Scott Plutchak, David Goodman and I have recommended a panel on this topic
(what you do when online content infringes law or decency or convention)
at the 2003 Charleston Conference. It is also just the sort of issue that
IFLA should be taking up with IPA or (more realistic) ARL with AAP and/or
STM. I know that some at STM are interested in dialogue.

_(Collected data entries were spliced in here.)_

impl GuildPlaybackSession {
    pub fn new(
        guild_id: GuildId,
        settings: SessionSettings,
        registry: Weak<SessionRegistry>,
        announcer: Option<Arc<dyn TrackAnnouncer>>,
    ) -> Self {
        let (events_tx, events_rx) = mpsc::unbounded_channel();

        Self {
            guild_id,
            queue: PlaybackQueue::new(),
            inner: Mutex::new(SessionInner {
                state: SessionState::Idle,
                current: None,
                stream: None,
                sink: None,
                channel_id: None,
                volume: settings.default_volume.clamp(0.0, 1.0),
                events_rx: Some(events_rx),
            }),
            events_tx,
            connect_lock: tokio::sync::Mutex::new(()),
            cancel: CancellationToken::new(),
            released: CancellationToken::new(),
            predecessor: Mutex::new(None),
            settings,
            registry,
            announcer,
        }
    }

    pub fn guild_id(&self) -> GuildId {
        self.guild_id
    }

    pub fn state(&self) -> SessionState {
        self.inner.lock().state
    }

    pub fn is_live(&self) -> bool {
        !self.state().is_terminal()
    }

    pub fn channel_id(&self) -> Option<ChannelId> {
        self.inner.lock().channel_id
    }

    pub fn volume(&self) -> f32 {
        self.inner.lock().volume
    }

    pub fn current(&self) -> Option<Arc<Track>> {
        self.inner.lock().current.clone()
    }

    pub fn queue_len(&self) -> usize {
        self.queue.len()
    }

    pub fn queue_page(&self, page: usize, per_page: usize) -> QueuePage {
        self.queue.page(page, per_page)
    }

    /// The track the loop will start after the current one.
    pub fn up_next(&self) -> Option<Track> {
        self.queue.peek_range(0, 1).into_iter().next()
    }

    /// Resolves once teardown has disconnected the sink.
    pub async fn released(&self) {
        self.released.cancelled().await
    }

    /// Makes the first connect wait until `previous` has released the
    /// guild's voice connection.
    pub(crate) fn replaces(&self, previous: Arc<GuildPlaybackSession>) {
        *self.predecessor.lock() = Some(previous);
    }

    /// Connects the sink to `channel_id`, or moves it there if already
    /// connected. The first successful connect starts the playback loop.
    pub async fn connect(
        self: &Arc<Self>,
        connector: &dyn SinkConnector,
        channel_id: ChannelId,
    ) -> Result<(), CommandError> {
        let _guard = self.connect_lock.lock().await;

        let (state, sink, current_channel) = {
            let inner = self.inner.lock();
            (inner.state, inner.sink.clone(), inner.channel_id)
        };

        match state {
            SessionState::Disconnecting => Err(CommandError::SessionClosed),
            SessionState::Idle => {
                let previous = self.predecessor.lock().take();
                if let Some(previous) = previous {
                    debug!(
                        "Esperando a que la sesión anterior de guild {} libere la conexión",
                        self.guild_id
                    );
                    previous.released().await;
                }

                let sink = connector
                    .connect(self.guild_id, channel_id, self.events_tx.clone())
                    .await?;

                let events_rx = {
                    let mut inner = self.inner.lock();
                    if inner.state.is_terminal() {
                        None
                    } else {
                        inner.state = SessionState::ConnectedEmpty;
                        inner.sink = Some(sink.clone());
                        inner.channel_id = Some(channel_id);
                        inner.events_rx.take()
                    }
                };

                // Stopped while we were connecting.
                let Some(events_rx) = events_rx else {
                    sink.disconnect().await;
                    return Err(CommandError::SessionClosed);
                };

                info!("🎧 Sesión de reproducción iniciada en guild {}", self.guild_id);
                tokio::spawn(Arc::clone(self).drive(events_rx));
                Ok(())
            }
            _ if current_channel == Some(channel_id) => Ok(()),
            _ => {
                let sink = sink.ok_or(CommandError::NotConnected)?;
                sink.move_to(channel_id).await?;
                self.inner.lock().channel_id = Some(channel_id);
                info!("🔀 Movido al canal de voz {} en guild {}", channel_id, self.guild_id);
                Ok(())
            }
        }
    }

    /// Queues a track and returns its 0-based position in the queue.
    ///
    /// Fails once the session is torn down, so a resolution that finishes
    /// after `stop` is dropped instead of landing in a dead queue.
    pub fn enqueue(&self, track: Track) -> Result<usize, CommandError> {
        let inner = self.inner.lock();
        if inner.state.is_terminal() {
            debug!(
                "Descartando '{}': la sesión de guild {} ya terminó",
                track.title(),
                self.guild_id
            );
            return Err(CommandError::SessionClosed);
        }
        let title = track.title().to_string();
        let position = self.queue.enqueue(track);
        info!("➕ Agregado a la cola en guild {}: {}", self.guild_id, title);
        Ok(position)
    }

    pub fn remove_at(&self, index: usize) -> Result<Track, QueueIndexError> {
        let removed = self.queue.remove_at(index)?;
        info!("🗑️ Eliminado de la cola en guild {}: {}", self.guild_id, removed.title());
        Ok(removed)
    }

    /// Stops the current stream; the loop moves on as if it ended.
    pub fn skip(&self) -> Result<Arc<Track>, CommandError> {
        let inner = self.inner.lock();
        match (inner.state, &inner.stream, &inner.current) {
            (SessionState::Playing | SessionState::Paused, Some(stream), Some(current)) => {
                stream.stop()?;
                info!("⏭️ Saltando '{}' en guild {}", current.title(), self.guild_id);
                Ok(current.clone())
            }
            _ => Err(CommandError::NothingPlaying),
        }
    }

    pub fn pause(&self) -> Result<(), CommandError> {
        let mut inner = self.inner.lock();
        if inner.state != SessionState::Playing {
            return Err(CommandError::NothingPlaying);
        }
        let stream = inner.stream.as_ref().ok_or(CommandError::NothingPlaying)?;
        stream.pause()?;
        inner.state = SessionState::Paused;
        info!("⏸️ Reproducción pausada en guild {}", self.guild_id);
        Ok(())
    }

    pub fn resume(&self) -> Result<(), CommandError> {
        let mut inner = self.inner.lock();
        if inner.state != SessionState::Paused {
            return Err(CommandError::NothingPaused);
        }
        let stream = inner.stream.as_ref().ok_or(CommandError::NothingPaused)?;
        stream.resume()?;
        inner.state = SessionState::Playing;
        info!("▶️ Reproducción reanudada en guild {}", self.guild_id);
        Ok(())
    }

    /// Clamps to `[0, 1]`. Applies to the live stream if there is one and to
    /// every track started afterwards.
    pub fn set_volume(&self, volume: f32) -> Result<f32, CommandError> {
        let volume = volume.clamp(0.0, 1.0);
        let mut inner = self.inner.lock();
        if inner.state.is_terminal() {
            return Err(CommandError::SessionClosed);
        }
        if let Some(stream) = &inner.stream {
            stream.set_volume(volume)?;
        }
        inner.volume = volume;
        info!("🔊 Volumen ajustado a {}% en guild {}", (volume * 100.0).round(), self.guild_id);
        Ok(volume)
    }

    pub async fn stop(&self) -> bool {
        self.teardown(TeardownReason::Stopped).await
    }

    /// Reported by the gateway when the bot is dropped from voice.
    pub async fn connection_lost(&self) -> bool {
        self.teardown(TeardownReason::ConnectionLost).await
    }

    /// Someone dragged the bot into another channel; the connection itself
    /// follows on its own, only the bookkeeping needs updating.
    pub fn moved_externally(&self, channel_id: ChannelId) {
        let mut inner = self.inner.lock();
        if inner.state.is_terminal() || inner.channel_id.is_none() {
            return;
        }
        if inner.channel_id != Some(channel_id) {
            info!("🔀 Bot movido al canal {} en guild {}", channel_id, self.guild_id);
            inner.channel_id = Some(channel_id);
        }
    }

    pub(crate) async fn shutdown(&self) -> bool {
        self.teardown(TeardownReason::Shutdown).await
    }

    /// Moves to `Disconnecting` exactly once. Returns false if some other
    /// path already did.
    async fn teardown(&self, reason: TeardownReason) -> bool {
        let (sink, stream, dropped) = {
            let mut inner = self.inner.lock();
            if inner.state.is_terminal() {
                return false;
            }
            inner.state = SessionState::Disconnecting;
            inner.current = None;
            let dropped = self.queue.clear();
            (inner.sink.take(), inner.stream.take(), dropped)
        };

        self.cancel.cancel();

        if let Some(stream) = stream {
            if let Err(e) = stream.stop() {
                debug!("Stream ya detenido en guild {}: {}", self.guild_id, e);
            }
        }
        if let Some(sink) = sink {
            sink.disconnect().await;
        }

        // Songbird hands out one call per guild; a replacement may only join
        // after the old one is gone.
        self.released.cancel();
        if let Some(registry) = self.registry.upgrade() {
            registry.remove_session(self);
        }

        match reason {
            TeardownReason::ConnectionLost => warn!(
                "🔌 Sesión de guild {} cerrada por pérdida de conexión ({} en cola descartadas)",
                self.guild_id, dropped
            ),
            _ => info!(
                "⏹️ Sesión de guild {} cerrada ({:?}, {} en cola descartadas)",
                self.guild_id, reason, dropped
            ),
        }
        true
    }

    /// The playback loop. Runs until the session is torn down.
    async fn drive(self: Arc<Self>, mut events: SinkEventReceiver) {
        let mut ticket: u64 = 0;

        'session: loop {
            // Anything still buffered belongs to an earlier stream.
            while let Ok(event) = events.try_recv() {
                if event == SinkEvent::ConnectionLost {
                    self.teardown(TeardownReason::ConnectionLost).await;
                    break 'session;
                }
            }

            let next = tokio::select! {
                biased;
                _ = self.cancel.cancelled() => break 'session,
                event = events.recv() => match event {
                    Some(SinkEvent::ConnectionLost) | None => {
                        self.teardown(TeardownReason::ConnectionLost).await;
                        break 'session;
                    }
                    Some(stale) => {
                        debug!("Evento obsoleto ignorado en guild {}: {:?}", self.guild_id, stale);
                        continue 'session;
                    }
                },
                next = self.queue.dequeue_blocking(self.settings.idle_timeout) => next,
            };

            let track = match next {
                Dequeued::Track(track) => track,
                Dequeued::TimedOut => {
                    info!(
                        "⏰ Sin canciones nuevas en {:?}, saliendo de guild {}",
                        self.settings.idle_timeout, self.guild_id
                    );
                    self.teardown(TeardownReason::IdleTimeout).await;
                    break 'session;
                }
            };

            ticket += 1;
            let (sink, volume) = {
                let inner = self.inner.lock();
                if inner.state.is_terminal() {
                    break 'session;
                }
                (inner.sink.clone(), inner.volume)
            };
            let Some(sink) = sink else {
                error!("Sesión de guild {} sin sink en el loop", self.guild_id);
                self.teardown(TeardownReason::ConnectionLost).await;
                break 'session;
            };

            let stream = match sink.play(&track, volume, ticket).await {
                Ok(stream) => stream,
                Err(SinkError::ConnectionLost) => {
                    self.teardown(TeardownReason::ConnectionLost).await;
                    break 'session;
                }
                Err(e) => {
                    warn!(
                        "❌ No se pudo reproducir '{}' en guild {}: {}",
                        track.title(),
                        self.guild_id,
                        e
                    );
                    continue 'session;
                }
            };

            let current = Arc::new(track);
            {
                let mut inner = self.inner.lock();
                if inner.state.is_terminal() {
                    // Torn down while the stream was starting.
                    let _ = stream.stop();
                    break 'session;
                }
                // Volume may have changed while the stream was starting.
                if inner.volume != volume {
                    let _ = stream.set_volume(inner.volume);
                }
                inner.current = Some(current.clone());
                inner.stream = Some(stream);
                inner.state = SessionState::Playing;
            }
            info!("🎵 Reproduciendo en guild {}: {}", self.guild_id, current.title());

            if let Some(announcer) = &self.announcer {
                if let Err(e) = announcer.now_playing(self.guild_id, &current).await {
                    warn!("No se pudo anunciar la canción en guild {}: {:?}", self.guild_id, e);
                }
            }

            loop {
                tokio::select! {
                    biased;
                    _ = self.cancel.cancelled() => break 'session,
                    event = events.recv() => match event {
                        Some(SinkEvent::TrackEnded { ticket: t }) if t == ticket => break,
                        Some(SinkEvent::TrackErrored { ticket: t, error }) if t == ticket => {
                            warn!(
                                "❌ Error de stream en '{}' (guild {}), pasando a la siguiente: {}",
                                current.title(),
                                self.guild_id,
                                error
                            );
                            break;
                        }
                        Some(SinkEvent::ConnectionLost) | None => {
                            self.teardown(TeardownReason::ConnectionLost).await;
                            break 'session;
                        }
                        Some(_) => continue,
                    },
                }
            }

            debug!("Track terminado en guild {}: {}", self.guild_id, current.title());
            if self.queue.is_empty() {
                debug!(
                    "Cola vacía en guild {}, esperando hasta {:?}",
                    self.guild_id, self.settings.idle_timeout
                );
            }
            let mut inner = self.inner.lock();
            if inner.state.is_terminal() {
                break 'session;
            }
            inner.current = None;
            inner.stream = None;
            inner.state = SessionState::ConnectedEmpty;
        }

        debug!("Loop de reproducción terminado en guild {}", self.guild_id);
    }
}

Incidentally my reading of the extensive correspondence covering the Human
Immunology issue is contrary to the survey below. Elsevier did not make
the first move. They followed the instructions of the society responsible
for the content of the journal. I am not suggesting that this gets them
off the hook, but the survey gives the wrong impression.

Anthony Watkinson


----- Original Message -----
From: "Ann Okerson" <ann.okerson@yale.edu>
To: <liblicense-l@lists.yale.edu>
Sent: Thursday, January 23, 2003 9:53 PM
Subject: Re: Vanishing Act

> Liblicense-l readers:  The following message, though long, is of
> considerable interest as a discussion of the "purged" articles of which
> there has been recent mention.  The e-mail format coming to liblicense had
> gotten somewhat garbled and in particular a few of the proper names of
> authors of articles have lost accented vowels and so may seem a bit
> peculiar.  We apologize for that gap, but the item is otherwise forwarded
> as received from M. Lapelerie <lapeleri@voltaire.timone.univ-mrs.fr>
>
> ************************************
>
> In the the Chronicle issue of January 10, 2003, Andrea L. Foster published
> a paper about the way the Editor Eslevier is retracting some articles
> already published: "Elsevier's Vanishing Act. To the dismay of scholars,
> the publishing giant quietly purges articles from its database". A case
> study raises several issues.
>
> A research, performed in Science Direct on November 15, 2002, shows 38
> "missing" papers in the database. And generaly, in place of the paper, we
> can see the ritual text:" This paper has been removed for legal reasons."
> When it was possible, that is, when the author names and the title of the
> articles were mentionned in the electronic notice, I asked the authors why
> their papers have been removed. In some cases it was not possible to get
> in touch with the authors, because neither author name nor article title
> was mentionned in the online edition: they seemed to be definitively
> "missing in action".
>
> Some of authors never answered my email. For instance, Prof.Nikitas
> Assimakopoulos. Some of them answered, and the answers are very
> interesting: Some papers are "retracted" just for material reasons.